# I'm fed up



## ibiza55 (Feb 22, 2008)

I can't be the only one on here that must be feeling a bit down with the weather, and unable to do something with their cars, is this routine of gales, rain, frost etc etc ever gonna end. Wouldn't it be good if we could have atleast a couple of good weekends.


----------



## great gonzo (Nov 4, 2010)

Certainly make you appreciate summer. 


Gonz.


----------



## Ben_W (Feb 15, 2009)

Yep, same here fella.

Couple of nice days this week while I've been at work. Was ready to get busy in both cars today and it's rained. All day.

Still, look on the bright side. Nights are starting to draw out noticeably, it's now early Feb so the end of winter is in sight.....spring and better weather be here soon!


----------



## Derekh929 (Aug 28, 2011)

ibiza55 said:


> I can't be the only one on here that must be feeling a bit down with the weather, and unable to do something with their cars, is this routine of gales, rain, frost etc etc ever gonna end. Wouldn't it be good if we could have atleast a couple of good weekends.


Just be glad you don't live in NE Scotland that weather you are speaking about sounds like our summer:thumb:


----------



## Soapybubbles (Feb 10, 2014)

Ben_W said:


> Yep, same here fella.
> 
> Couple of nice days this week while I've been at work. Was ready to get busy in both cars today and it's rained. All day.
> 
> Still, look on the bright side. Nights are starting to draw out noticeably, it's now early Feb so the end of winter is in sight.....spring and better weather be here soon!


Not unless you live where I do!


----------



## Andyblue (Jun 20, 2017)

Oh we've had snow on Wed night and today and due this week as well...

And if it's not snowing, it's raining...


----------



## Ads_ClioV6 (Apr 27, 2014)

Roll on spring
Hate this weather it's so depressing and you can't do anything


----------



## saul (Nov 27, 2013)

weather forecast is no rain tomorrow. have managed to find parking outside the house, so hopefully will get to start paint correcting.:buffer:


----------



## Soul boy 68 (Sep 8, 2013)

My M2 is totally filthy, so much so that you can just about see the number plate, it desperately needs a good maintenance wash, had it pencilled in for tomorrow but that is now a right off and all of next week will be bitterly cold  here's hoping for milder dryer weather for next weekend.


----------



## JonD (Aug 2, 2010)

Soul boy 68 said:


> My M2 is totally filthy, so much so that you can just about see the number plate, it desperately needs a good maintenance wash, had it pencilled in for tomorrow but that is now a right off and all of next week will be bitterly cold  here's hoping for milder dryer weather for next weekend.

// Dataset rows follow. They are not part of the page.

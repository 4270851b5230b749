// libs/scheduling-cell/src/router.rs
use std::sync::Arc;

use axum::{
    routing::{get, patch, post},
    Router,
};

use crate::handlers;
use crate::services::SchedulingState;

pub fn scheduling_routes(state: Arc<SchedulingState>) -> Router {
    Router::new()
        // Appointment lifecycle
        .route(
            "/appointments",
            post(handlers::book_appointment).get(handlers::search_appointments),
        )
        .route("/appointments/{appointment_id}", get(handlers::get_appointment))
        .route(
            "/appointments/{appointment_id}/cancel",
            post(handlers::cancel_appointment),
        )
        .route(
            "/appointments/{appointment_id}/reschedule",
            patch(handlers::reschedule_appointment),
        )
        .route(
            "/appointments/{appointment_id}/status",
            post(handlers::update_appointment_status),
        )
        // Dashboard statistics
        .route(
            "/appointments/stats/patients/{patient_id}",
            get(handlers::patient_stats),
        )
        .route(
            "/appointments/stats/doctors/{doctor_id}",
            get(handlers::doctor_stats),
        )
        // Slots and density views
        .route("/slots", get(handlers::available_slots))
        .route("/availability/daily", get(handlers::daily_availability))
        // Work template surface for the doctor-management collaborator
        .route(
            "/schedules",
            get(handlers::list_schedules).post(handlers::create_schedule),
        )
        .with_state(state)
}
// libs/scheduling-cell/src/store/memory.rs
use std::collections::HashMap;
use std::sync::{RwLock, RwLockReadGuard, RwLockWriteGuard, TryLockError};

use async_trait::async_trait;
use chrono::NaiveDate;
use tracing::{debug, warn};
use uuid::Uuid;

use crate::error::SchedulingError;
use crate::models::{Appointment, AppointmentStatus, Slot, SlotKey, WorkTemplate};
use crate::store::SchedulingStore;

/// Bounded attempts to take a row guard before failing fast with `Contention`.
const LOCK_ATTEMPTS: u32 = 64;

/// In-process store. Mutations hold the table guard for the entire
/// read-check-write, so the capacity invariant holds under concurrency; reads
/// take shared guards and run in parallel with each other.
pub struct MemoryStore {
    templates: RwLock<Vec<WorkTemplate>>,
    slots: RwLock<HashMap<SlotKey, Slot>>,
    appointments: RwLock<HashMap<Uuid, Appointment>>,
}

impl MemoryStore {
    pub fn new() -> Self {
        Self {
            templates: RwLock::new(Vec::new()),
            slots: RwLock::new(HashMap::new()),
            appointments: RwLock::new(HashMap::new()),
        }
    }
}

impl Default for MemoryStore {
    fn default() -> Self {
        Self::new()
    }
}

fn write_guard<T>(lock: &RwLock<T>) -> Result<RwLockWriteGuard<'_, T>, SchedulingError> {
    for _ in 0..LOCK_ATTEMPTS {
        match lock.try_write() {
            Ok(guard) => return Ok(guard),
            Err(TryLockError::WouldBlock) => std::thread::yield_now(),
            Err(TryLockError::Poisoned(_)) => {
                return Err(SchedulingError::InconsistentState(
                    "store lock poisoned".to_string(),
                ))
            }
        }
    }
    Err(SchedulingError::Contention)
}

fn read_guard<T>(lock: &RwLock<T>) -> Result<RwLockReadGuard<'_, T>, SchedulingError> {
    for _ in 0..LOCK_ATTEMPTS {
        match lock.try_read() {
            Ok(guard) => return Ok(guard),
            Err(TryLockError::WouldBlock) => std::thread::yield_now(),
            Err(TryLockError::Poisoned(_)) => {
                return Err(SchedulingError::InconsistentState(
                    "store lock poisoned".to_string(),
                ))
            }
        }
    }
    Err(SchedulingError::Contention)
}

#[async_trait]
impl SchedulingStore for MemoryStore {
    async fn insert_template(
        &self,
        template: WorkTemplate,
    ) -> Result<WorkTemplate, SchedulingError> {
        if !(0..=6).contains(&template.day_of_week) {
            return Err(SchedulingError::InvalidTemplate(
                "day_of_week must be between 0 (Sunday) and 6 (Saturday)".to_string(),
            ));
        }
        if template.start_time >= template.end_time {
            return Err(SchedulingError::InvalidTemplate(
                "start_time must be before end_time".to_string(),
            ));
        }
        if template.visit_duration_minutes <= 0 {
            return Err(SchedulingError::InvalidTemplate(
                "visit_duration_minutes must be positive".to_string(),
            ));
        }
        if template.max_patients_per_hour <= 0 {
            return Err(SchedulingError::InvalidTemplate(
                "max_patients_per_hour must be positive".to_string(),
            ));
        }

        let mut templates = write_guard(&self.templates)?;

        for existing in templates.iter().filter(|t| {
            t.is_active
                && t.doctor_id == template.doctor_id
                && t.day_of_week == template.day_of_week
        }) {
            if existing.start_time == template.start_time {
                return Err(SchedulingError::InvalidTemplate(
                    "a template already exists for this doctor, weekday and start time"
                        .to_string(),
                ));
            }
            if template.start_time < existing.end_time && template.end_time > existing.start_time {
                return Err(SchedulingError::InvalidTemplate(
                    "template overlaps an existing schedule for this weekday".to_string(),
                ));
            }
        }

        debug!(
            "Registered work template for doctor {} on weekday {} ({} - {})",
            template.doctor_id, template.day_of_week, template.start_time, template.end_time
        );
        templates.push(template.clone());
        Ok(template)
    }

    async fn templates_for(
        &self,
        doctor_id: Uuid,
        day_of_week: i32,
    ) -> Result<Vec<WorkTemplate>, SchedulingError> {
        let templates = read_guard(&self.templates)?;
        let mut matching: Vec<WorkTemplate> = templates
            .iter()
            .filter(|t| t.is_active && t.doctor_id == doctor_id && t.day_of_week == day_of_week)
            .cloned()
            .collect();
        matching.sort_by_key(|t| t.start_time);
        Ok(matching)
    }

    async fn templates_for_doctor(
        &self,
        doctor_id: Uuid,
    ) -> Result<Vec<WorkTemplate>, SchedulingError> {
        let templates = read_guard(&self.templates)?;
        let mut matching: Vec<WorkTemplate> = templates
            .iter()
            .filter(|t| t.is_active && t.doctor_id == doctor_id)
            .cloned()
            .collect();
        matching.sort_by_key(|t| (t.day_of_week, t.start_time));
        Ok(matching)
    }

    async fn insert_or_fetch_slot(&self, slot: Slot) -> Result<Slot, SchedulingError> {
        let mut slots = write_guard(&self.slots)?;
        let row = slots.entry(slot.key()).or_insert(slot);
        Ok(row.clone())
    }

    async fn get_slot(&self, key: &SlotKey) -> Result<Option<Slot>, SchedulingError> {
        let slots = read_guard(&self.slots)?;
        Ok(slots.get(key).cloned())
    }

    async fn slots_for_date(
        &self,
        doctor_id: Uuid,
        date: NaiveDate,
    ) -> Result<Vec<Slot>, SchedulingError> {
        let slots = read_guard(&self.slots)?;
        let mut matching: Vec<Slot> = slots
            .values()
            .filter(|s| s.doctor_id == doctor_id && s.date == date)
            .cloned()
            .collect();
        matching.sort_by_key(|s| s.start_time);
        Ok(matching)
    }

    async fn reserve_slot(&self, key: &SlotKey) -> Result<Slot, SchedulingError> {
        let mut slots = write_guard(&self.slots)?;
        let slot = slots
            .get_mut(key)
            .ok_or_else(|| SchedulingError::NotFound("slot".to_string()))?;

        if slot.booked_count >= slot.capacity {
            return Err(SchedulingError::SlotFull);
        }
        slot.booked_count += 1;
        Ok(slot.clone())
    }

    async fn release_slot(&self, key: &SlotKey) -> Result<Slot, SchedulingError> {
        let mut slots = write_guard(&self.slots)?;
        let slot = slots
            .get_mut(key)
            .ok_or_else(|| SchedulingError::NotFound("slot".to_string()))?;

        if slot.booked_count <= 0 {
            warn!(
                "Release on slot {} {} {} with no outstanding reservations, flooring at zero",
                slot.doctor_id, slot.date, slot.start_time
            );
            slot.booked_count = 0;
        } else {
            slot.booked_count -= 1;
        }
        Ok(slot.clone())
    }

    async fn insert_appointment(
        &self,
        appointment: Appointment,
    ) -> Result<Appointment, SchedulingError> {
        let mut appointments = write_guard(&self.appointments)?;
        if appointments.contains_key(&appointment.id) {
            return Err(SchedulingError::Store(format!(
                "appointment {} already exists",
                appointment.id
            )));
        }
        appointments.insert(appointment.id, appointment.clone());
        Ok(appointment)
    }

    async fn get_appointment(&self, id: Uuid) -> Result<Option<Appointment>, SchedulingError> {
        let appointments = read_guard(&self.appointments)?;
        Ok(appointments.get(&id).cloned())
    }

    async fn update_appointment(
        &self,
        appointment: Appointment,
    ) -> Result<Appointment, SchedulingError> {
        let mut appointments = write_guard(&self.appointments)?;
        if !appointments.contains_key(&appointment.id) {
            return Err(SchedulingError::NotFound("appointment".to_string()));
        }
        appointments.insert(appointment.id, appointment.clone());
        Ok(appointment)
    }

    async fn appointments_for_patient(
        &self,
        patient_id: Uuid,
        status: Option<AppointmentStatus>,
        date: Option<NaiveDate>,
    ) -> Result<Vec<Appointment>, SchedulingError> {
        let appointments = read_guard(&self.appointments)?;
        Ok(filter_appointments(
            appointments.values(),
            |a| a.patient_id == patient_id,
            status,
            date,
        ))
    }

    async fn appointments_for_doctor(
        &self,
        doctor_id: Uuid,
        status: Option<AppointmentStatus>,
        date: Option<NaiveDate>,
    ) -> Result<Vec<Appointment>, SchedulingError> {
        let appointments = read_guard(&self.appointments)?;
        Ok(filter_appointments(
            appointments.values(),
            |a| a.doctor_id == doctor_id,
            status,
            date,
        ))
    }
}

fn filter_appointments<'a>(
    rows: impl Iterator<Item = &'a Appointment>,
    owner: impl Fn(&Appointment) -> bool,
    status: Option<AppointmentStatus>,
    date: Option<NaiveDate>,
) -> Vec<Appointment> {
    let mut matching: Vec<Appointment> = rows
        .filter(|&a| owner(a))
        .filter(|a| status.map_or(true, |s| a.status == s))
        .filter(|a| date.map_or(true, |d| a.scheduled_time.date_naive() == d))
        .cloned()
        .collect();
    matching.sort_by_key(|a| a.scheduled_time);
    matching
}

Mine is too, to look at you'd never believe that it's was new and collected only today !


----------



## wish wash (Aug 25, 2011)

Only another 6 weeks 3 days until the first day of spring.


----------



## Deathstar (Jan 13, 2013)

I am doing mine tomorrow, looks like it may be dry for a period of time so it's only getting a snowfoam and quick almost no touch wash.
Just mainly to get the salt off!



Sent from my SM-G930F using Tapatalk


----------



## Eddmeister (May 6, 2011)

Had a half day on Friday that was dry, gave the car its first clean in a few weeks then tucked it up in the garage away from the weather, was glorious.

Until Monday.....


----------



## huxley309 (Apr 8, 2006)

Forecast is good weather for the next three days.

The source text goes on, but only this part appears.